LRCAP

Brasil vai precisar de mais 19 GW de térmicas flexíveis até 2035, prevê EPE

Planejamento inclui desde novas usinas à modernização de térmicas existentes, mas pode ter de ser recalibrado

Instalações da UTE Termopernambuco, térmica à gás natural da Neoenergia em Ipojuca/PE (Foto Divulgação)
UTE Termopernambuco, térmica à gás da Neoenergia em Ipojuca | Foto Divulgação

O sistema elétrico brasileiro vai precisar de uma expansão da ordem de 19 GW de termelétricas flexíveis até 2035, indica o Plano Decenal de Expansão de Energia (PDE 2035) da Empresa de Pesquisa Energética (EPE), colocado em consulta pública nesta quinta-feira (12/2).

O planejamento inclui desde novas usinas à modernização de térmicas existentes em fim de contrato – e que, segundo o estudo, devem contribuir com 7,3 GW nos próximos dez anos.

O PDE, que é usado para orientar políticas públicas, indica, ainda, a expansão de 9,6 GW de térmicas flexíveis até 2031, horizonte de contratação dos próximos leilões de reserva de capacidade (LRCAPs).

A efetiva necessidade de contratação nos próximos certames, porém, ainda não foi publicada. 

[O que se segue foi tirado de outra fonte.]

//! Environment-driven configuration shared by every crate in the workspace.
//!
//! Each config struct implements [`FromEnv`] and is assembled once in `main`.

pub mod server;
pub mod tracing;

use std::env;
use std::str::FromStr;
use thiserror::Error;

/// Configuration error type
#[derive(Error, Debug)]
pub enum ConfigError {
    #[error("Environment variable '{0}' is required but not set")]
    MissingEnvVar(String),

    #[error("Failed to parse environment variable '{key}': {details}")]
    ParseError { key: String, details: String },
}

/// Deployment mode, read from `APP_ENV`
#[derive(Clone, Copy, Debug, PartialEq, Eq)]
pub enum Environment {
    Development,
    Production,
}

impl Environment {
    pub fn from_env() -> Self {
        let app_env = env::var("APP_ENV").unwrap_or_else(|_| "development".to_string());

        if app_env.eq_ignore_ascii_case("production") {
            Environment::Production
        } else {
            Environment::Development
        }
    }

    pub fn is_production(&self) -> bool {
        matches!(self, Environment::Production)
    }

    pub fn is_development(&self) -> bool {
        matches!(self, Environment::Development)
    }
}

/// Name and version of the running binary, reported by `/health`.
///
/// Build it with [`app_info!`] so the values come from the calling crate.
#[derive(Clone, Debug, PartialEq, Eq)]
pub struct AppInfo {
    pub name: &'static str,
    pub version: &'static str,
}

/// Capture `CARGO_PKG_NAME` and `CARGO_PKG_VERSION` of the invoking crate.
#[macro_export]
macro_rules! app_info {
    () => {
        $crate::AppInfo {
            name: env!("CARGO_PKG_NAME"),
            version: env!("CARGO_PKG_VERSION"),
        }
    };
}

/// Trait for configuration that can be loaded from environment variables
pub trait FromEnv: Sized {
    fn from_env() -> Result<Self, ConfigError>;
}

/// Helper to load environment variable with a default value
pub fn env_or_default(key: &str, default: &str) -> String {
    env::var(key).unwrap_or_else(|_| default.to_string())
}

/// Helper to load environment variable or return error
pub fn env_required(key: &str) -> Result<String, ConfigError> {
    env::var(key).map_err(|_| ConfigError::MissingEnvVar(key.to_string()))
}

/// Load an environment variable and parse it, falling back to `default` when unset
pub fn env_parse<T>(key: &str, default: &str) -> Result<T, ConfigError>
where
    T: FromStr,
    T::Err: std::fmt::Display,
{
    env_or_default(key, default)
        .parse()
        .map_err(|e: T::Err| ConfigError::ParseError {
            key: key.to_string(),
            details: e.to_string(),
        })
}

#[cfg(test)]
mod tests {
    use super::*;

    #[test]
    fn test_environment_defaults_to_development() {
        temp_env::with_var_unset("APP_ENV", || {
            let env = Environment::from_env();
            assert_eq!(env, Environment::Development);
            assert!(env.is_development());
            assert!(!env.is_production());
        });
    }

    #[test]
    fn test_environment_production_case_insensitive() {
        for value in ["production", "PRODUCTION", "Production"] {
            temp_env::with_var("APP_ENV", Some(value), || {
                assert_eq!(Environment::from_env(), Environment::Production);
            });
        }
    }

    #[test]
    fn test_environment_unknown_defaults_to_development() {
        temp_env::with_var("APP_ENV", Some("staging"), || {
            assert_eq!(Environment::from_env(), Environment::Development);
        });
    }

    #[test]
    fn test_app_info_macro_uses_crate_metadata() {
        let info = app_info!();
        assert_eq!(info.name, "core_config");
        assert_eq!(info.version, env!("CARGO_PKG_VERSION"));
    }

    #[test]
    fn test_env_or_default() {
        temp_env::with_var("TEST_VAR", Some("test_value"), || {
            assert_eq!(env_or_default("TEST_VAR", "default"), "test_value");
        });
        temp_env::with_var_unset("MISSING_VAR", || {
            assert_eq!(env_or_default("MISSING_VAR", "default_value"), "default_value");
        });
    }

    #[test]
    fn test_env_required_missing() {
        temp_env::with_var_unset("MISSING_REQUIRED", || {
            let err = env_required("MISSING_REQUIRED").unwrap_err();
            assert!(err.to_string().contains("MISSING_REQUIRED"));
            assert!(err.to_string().contains("required"));
        });
    }

    #[test]
    fn test_env_parse_default_and_override() {
        temp_env::with_var_unset("PARSE_ME", || {
            let value: u32 = env_parse("PARSE_ME", "42").unwrap();
            assert_eq!(value, 42);
        });
        temp_env::with_var("PARSE_ME", Some("7"), || {
            let value: u32 = env_parse("PARSE_ME", "42").unwrap();
            assert_eq!(value, 7);
        });
    }

    #[test]
    fn test_env_parse_reports_key() {
        temp_env::with_var("PARSE_BAD", Some("not-a-number"), || {
            let err = env_parse::<u32>("PARSE_BAD", "1").unwrap_err();
            assert!(matches!(err, ConfigError::ParseError { ref key, .. } if key == "PARSE_BAD"));
        });
    }
}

Marcados para março, os LRCAPs de 2026 voltaram à prancheta do Ministério de Minas e Energia (MME) esta semana. A pasta está refazendo os cálculos dos preços-teto, após a reação do mercado aos valores inicialmente definidos.

Demanda por térmicas pode ser recalibrada

O cenário de contratação de capacidade para atendimento à demanda por potência, no entanto, pode mudar. 

Tudo vai depender da definição, no Congresso Nacional, sobre a continuidade ou não dos leilões das térmicas a gás natural locacionais – chamadas assim porque a lei de privatização da Eletrobras (14.182/2021) exigia a contratação dessas usinas em regiões pré-determinadas, dentro de uma política de expansão da infraestrutura de gasodutos.

O PDE projeta a contratação de mais 7,2 GW de térmicas a gás inflexíveis.

Com a aprovação da MP 1304/2025, no fim do ano passado, no entanto, o governo chegou a emplacar uma emenda que permite ao Conselho Nacional de Política Energética (CNPE) limitar a contratação dessas térmicas “à necessidade identificada pelo planejamento setorial, a partir de critérios técnicos e econômicos”.

O futuro das térmicas locacionais está, hoje, pendente da análise de vetos à lei das eólicas offshore. A ver como vai se desenrolar a contratação dessas usinas — o que, de certa forma, pode influenciar na calibragem da demanda por potência.

EPE projeta ganhos com resposta da demanda

Além da contratação de térmicas flexíveis, o PDE 2035 contabiliza, pela primeira vez, os ganhos do mecanismo de resposta da demanda como solução para atendimento dos requisitos de capacidade.

A previsão da EPE é que o instrumento alcance um potencial de 3,3 GW ao final do horizonte decenal.

O estudo cita ainda, como opções viáveis para prover os requisitos de operação do sistema, as tecnologias de armazenamento – em especial hidrelétricas reversíveis e baterias de íons de lítio.

A EPE projeta que o armazenamento possa contribuir, em 2028, com uma expansão de pouco mais de 600 MW, chegando a 6,6 GW em 2035.